Threading vs single thread
Asked Answered
R

8

25

Is it always guaranteed that a multi-threaded application would run faster than a single threaded application?

I have two threads that populates data from a data source but different entities (eg: database, from two different tables), seems like single threaded version of the application is running faster than the version with two threads.

Why would the reason be? when i look at the performance monitor, both cpu s are very spikey ? is this due to context switching?

what are the best practices to jack the CPU and fully utilize it?

I hope this is not ambiguous.

Romano answered 25/5, 2010 at 5:35 Comment(0)
B
65

An analogy might help.

You have a bunch of letters you need delivered to various addresses around town. So you hire a guy with a motorcycle to deliver your letters.

The traffic signals in your town are perfect traffic signals. They are always green unless there is someone in the intersection.

The guy on the motorcycle zips around delivering a bunch of letters. Since there is no one else on the road, every light is green, which is awesome. But you think hey, this could be faster. I know, I'll hire another driver.

Trouble is **you only have one motorcycle still*. So now your first driver drives around on the motorcycle for a while, and then every now and then stops, gets off, and the second driver runs up, hops on, and drives around.

Is this any faster? No, of course not. That's slower. Adding more threads doesn't make anything faster. Threads are not magic. If a processor is able to do a billion operations a second, adding another thread doesn't suddenly make another billion operations a second available. Rather, it steals resources from other threads. If a motorcycle can go 100 miles per hour, stopping the bike and having another driver get on doesn't make it faster! Clearly on average the letters are not being delivered any faster in this scheme, they're just being delivered in a different order.

OK, so what if you hire two drivers and two motorcycles? Now you have two processors and one thread per processor, so that'll be faster, right? No, because we forgot about the traffic lights. Before, there was only one motorcycle driving at speed at any one time. Now there are two drivers and two motorcycles, which means that now sometimes one of the motorcycles will have to wait because the other one is in the intersection. Again, adding more threads slows you down because you spend more time contending locks. The more processors you add, the worse it gets; you end up with more and more time spent waiting at red lights and less and less time driving messages around.

Adding more threads can cause negative scalability if doing so causes locks to be contended. The more threads, the more contention, the slower things go.

Suppose you make the engines faster -- now you have more processors, more threads, and faster processors. Does that always make it faster? NO. It frequently does not. Increasing processor speed can make multithreaded programs go slower. Again, think of traffic.

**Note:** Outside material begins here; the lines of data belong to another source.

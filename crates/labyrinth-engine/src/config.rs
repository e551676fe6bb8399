//! Generation settings and their clamping rules.
//!
//! [`MazeSettings`] is what outer layers (UI panels, network commands)
//! hand over. Nothing in it is ever rejected:
//! [`sanitized()`](MazeSettings::sanitized) pulls every field into its
//! valid range, and the generator only ever sees sanitized settings.

use std::fmt;
use std::str::FromStr;

use labyrinth_space::MAX_GRID_SIZE;

use crate::error::ParseShapeError;

#[cfg(feature = "serde")]
use serde::{Deserialize, Serialize};

/// Smallest grid edge length a maze is carved at.
pub const MIN_GRID_SIZE: u32 = 2;

/// Smallest accepted cell size.
pub const MIN_CELL_SIZE: f32 = 0.1;

/// Smallest accepted wall height.
pub const MIN_WALL_HEIGHT: f32 = 0.1;

/// Smallest accepted wall thickness.
pub const MIN_WALL_THICKNESS: f32 = 0.02;

/// Walls may be at most this fraction of the cell size thick.
pub const MAX_WALL_THICKNESS_RATIO: f32 = 0.75;

/// Lowest accepted goal-distance ratio.
pub const MIN_GOAL_RATIO: f32 = 0.5;

// ── Shape ──────────────────────────────────────────────────────────

/// Which surface the maze is carved on.
#[derive(Clone, Copy, Debug, Default, PartialEq, Eq, Hash)]
#[cfg_attr(feature = "serde", derive(Serialize, Deserialize))]
#[cfg_attr(feature = "serde", serde(rename_all = "lowercase"))]
pub enum Shape {
    /// A single `size × size` grid with hard edges.
    #[default]
    Flat,
    /// Six `size × size` faces folded into a cube surface.
    Cube,
}

impl Shape {
    /// Lowercase name, as accepted by [`FromStr`].
    pub fn as_str(self) -> &'static str {
        match self {
            Self::Flat => "flat",
            Self::Cube => "cube",
        }
    }
}

impl fmt::Display for Shape {
    fn fmt(&self, f: &mut fmt::Formatter<'_>) -> fmt::Result {
        f.write_str(self.as_str())
    }
}

impl FromStr for Shape {
    type Err = ParseShapeError;

    /// Case-insensitive; surrounding whitespace is ignored.
    fn from_str(s: &str) -> Result<Self, Self::Err> {
        let trimmed = s.trim();
        if trimmed.eq_ignore_ascii_case("flat") {
            Ok(Self::Flat)
        } else if trimmed.eq_ignore_ascii_case("cube") {
            Ok(Self::Cube)
        } else {
            Err(ParseShapeError {
                input: trimmed.to_owned(),
            })
        }
    }
}

// ── MazeSettings ───────────────────────────────────────────────────

/// Everything one generation run needs.
///
/// Geometry fields (`cell_size`, `wall_height`, `wall_thickness`) are not
/// used by carving or routing; they are clamped here so downstream
/// geometry builders receive consistent values alongside the maze.
#[derive(Clone, Debug, PartialEq)]
#[cfg_attr(feature = "serde", derive(Serialize, Deserialize))]
#[cfg_attr(feature = "serde", serde(default))]
pub struct MazeSettings {
    /// Surface to carve on. Default: flat.
    pub shape: Shape,
    /// Cells along one edge (of the grid, or of each cube face). Default: 10.
    pub grid_size: u32,
    /// World-space edge length of a cell. Default: 1.0.
    pub cell_size: f32,
    /// World-space wall height. Default: 1.0.
    pub wall_height: f32,
    /// World-space wall thickness. Default: 0.1.
    pub wall_thickness: f32,
    /// Fraction of dead-ends to open up after carving, `[0, 1]`. Default: 0.
    pub dead_end_removal: f32,
    /// Goal distance as a fraction of the longest route, `[0.5, 1]`. Default: 1.
    pub goal_distance_ratio: f32,
    /// Draw a fresh seed per run instead of using `seed`. Default: true.
    pub use_random_seed: bool,
    /// Seed used when `use_random_seed` is false. Default: 0.
    pub seed: u64,
    /// Plan a start/goal route after carving. Default: true.
    pub compute_route: bool,
}

impl Default for MazeSettings {
    fn default() -> Self {
        Self {
            shape: Shape::Flat,
            grid_size: 10,
            cell_size: 1.0,
            wall_height: 1.0,
            wall_thickness: 0.1,
            dead_end_removal: 0.0,
            goal_distance_ratio: 1.0,
            use_random_seed: true,
            seed: 0,
            compute_route: true,
        }
    }
}

impl MazeSettings {
    /// Settings that reproduce one fixed run: `use_random_seed` off.
    pub fn seeded(shape: Shape, grid_size: u32, seed: u64) -> Self {
        Self {
            shape,
            grid_size,
            use_random_seed: false,
            seed,
            ..Self::default()
        }
    }

    /// A copy with every field pulled into its valid range.
    ///
    /// Non-finite floats fall back to their defaults before clamping. Wall
    /// thickness is clamped against the already-clamped cell size.
    pub fn sanitized(&self) -> Self {
        let defaults = Self::default();
        let cell_size = finite_or(self.cell_size, defaults.cell_size).max(MIN_CELL_SIZE);
        let max_thickness = cell_size * MAX_WALL_THICKNESS_RATIO;
        Self {
            shape: self.shape,
            grid_size: self.grid_size.clamp(MIN_GRID_SIZE, MAX_GRID_SIZE),
            cell_size,
            wall_height: finite_or(self.wall_height, defaults.wall_height).max(MIN_WALL_HEIGHT),
            wall_thickness: finite_or(self.wall_thickness, defaults.wall_thickness)
                .clamp(MIN_WALL_THICKNESS, max_thickness),
            dead_end_removal: finite_or(self.dead_end_removal, defaults.dead_end_removal)
                .clamp(0.0, 1.0),
            goal_distance_ratio: finite_or(self.goal_distance_ratio, defaults.goal_distance_ratio)
                .clamp(MIN_GOAL_RATIO, 1.0),
            use_random_seed: self.use_random_seed,
            seed: self.seed,
            compute_route: self.compute_route,
        }
    }

    /// World-space edge length of the whole grid (or of one cube face).
    pub fn extent(&self) -> f32 {
        self.grid_size as f32 * self.cell_size
    }
}

fn finite_or(value: f32, fallback: f32) -> f32 {
    if value.is_finite() {
        value
    } else {
        fallback
    }
}
//! Criterion micro-benchmarks for carving and full generation.

use criterion::{black_box, criterion_group, criterion_main, Criterion};
use labyrinth_bench::{cube_settings, reference_settings};
use labyrinth_carve::{carve, remove_dead_ends};
use labyrinth_core::SeededRng;
use labyrinth_engine::generate;
use labyrinth_space::{CubeSurface, FlatGrid};

/// Benchmark: carve a perfect 64×64 flat maze.
fn bench_carve_flat_64(c: &mut Criterion) {
    let grid = FlatGrid::new(64).unwrap();

    c.bench_function("carve_flat_64", |b| {
        b.iter(|| {
            let maze = carve(grid.clone(), &mut SeededRng::new(42));
            black_box(maze.passage_count());
        });
    });
}

/// Benchmark: carve a perfect cube maze with 16×16 faces.
///
/// Cube construction (the fold table) is excluded.
fn bench_carve_cube_16(c: &mut Criterion) {
    let cube = CubeSurface::new(16).unwrap();

    c.bench_function("carve_cube_16", |b| {
        b.iter(|| {
            let maze = carve(cube.clone(), &mut SeededRng::new(42));
            black_box(maze.passage_count());
        });
    });
}

/// Benchmark: build the cube fold table for 16×16 faces.
fn bench_cube_construction_16(c: &mut Criterion) {
    c.bench_function("cube_construction_16", |b| {
        b.iter(|| black_box(CubeSurface::new(black_box(16)).unwrap()));
    });
}

/// Benchmark: full dead-end removal on a carved 64×64 maze.
fn bench_remove_dead_ends_64(c: &mut Criterion) {
    let mut rng = SeededRng::new(42);
    let perfect = carve(FlatGrid::new(64).unwrap(), &mut rng);

    c.bench_function("remove_dead_ends_64", |b| {
        b.iter(|| {
            let mut maze = perfect.clone();
            let report = remove_dead_ends(&mut maze, 1.0, &mut rng);
            black_box(report);
        });
    });
}

/// Benchmark: whole pipeline, flat and cube reference profiles.
fn bench_generate(c: &mut Criterion) {
    let flat = reference_settings(42);
    let cube = cube_settings(42);

    c.bench_function("generate_flat_reference", |b| {
        b.iter(|| black_box(generate(&flat).unwrap()));
    });
    c.bench_function("generate_cube_reference", |b| {
        b.iter(|| black_box(generate(&cube).unwrap()));
    });
}

criterion_group!(
    benches,
    bench_carve_flat_64,
    bench_carve_cube_16,
    bench_cube_construction_16,
    bench_remove_dead_ends_64,
    bench_generate
);
criterion_main!(benches);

Suppose you have a city with thousands of drivers and sixty-four motorcycles, the drivers all running back and forth between the motorcycles, some of the motorcycles in intersections blocking other motorcycles. Now you make all those motorcycles run faster. Does that help? Well, in real life, when you're driving around, do you get where you're going twice as fast in a Porsche as in a Honda Civic? Of course not; most of the time in city driving you are stuck in traffic.

If you can drive faster, often you end up waiting in traffic longer because you end up driving into the congestion faster. If everyone drives towards congestion faster then the congestion gets worse.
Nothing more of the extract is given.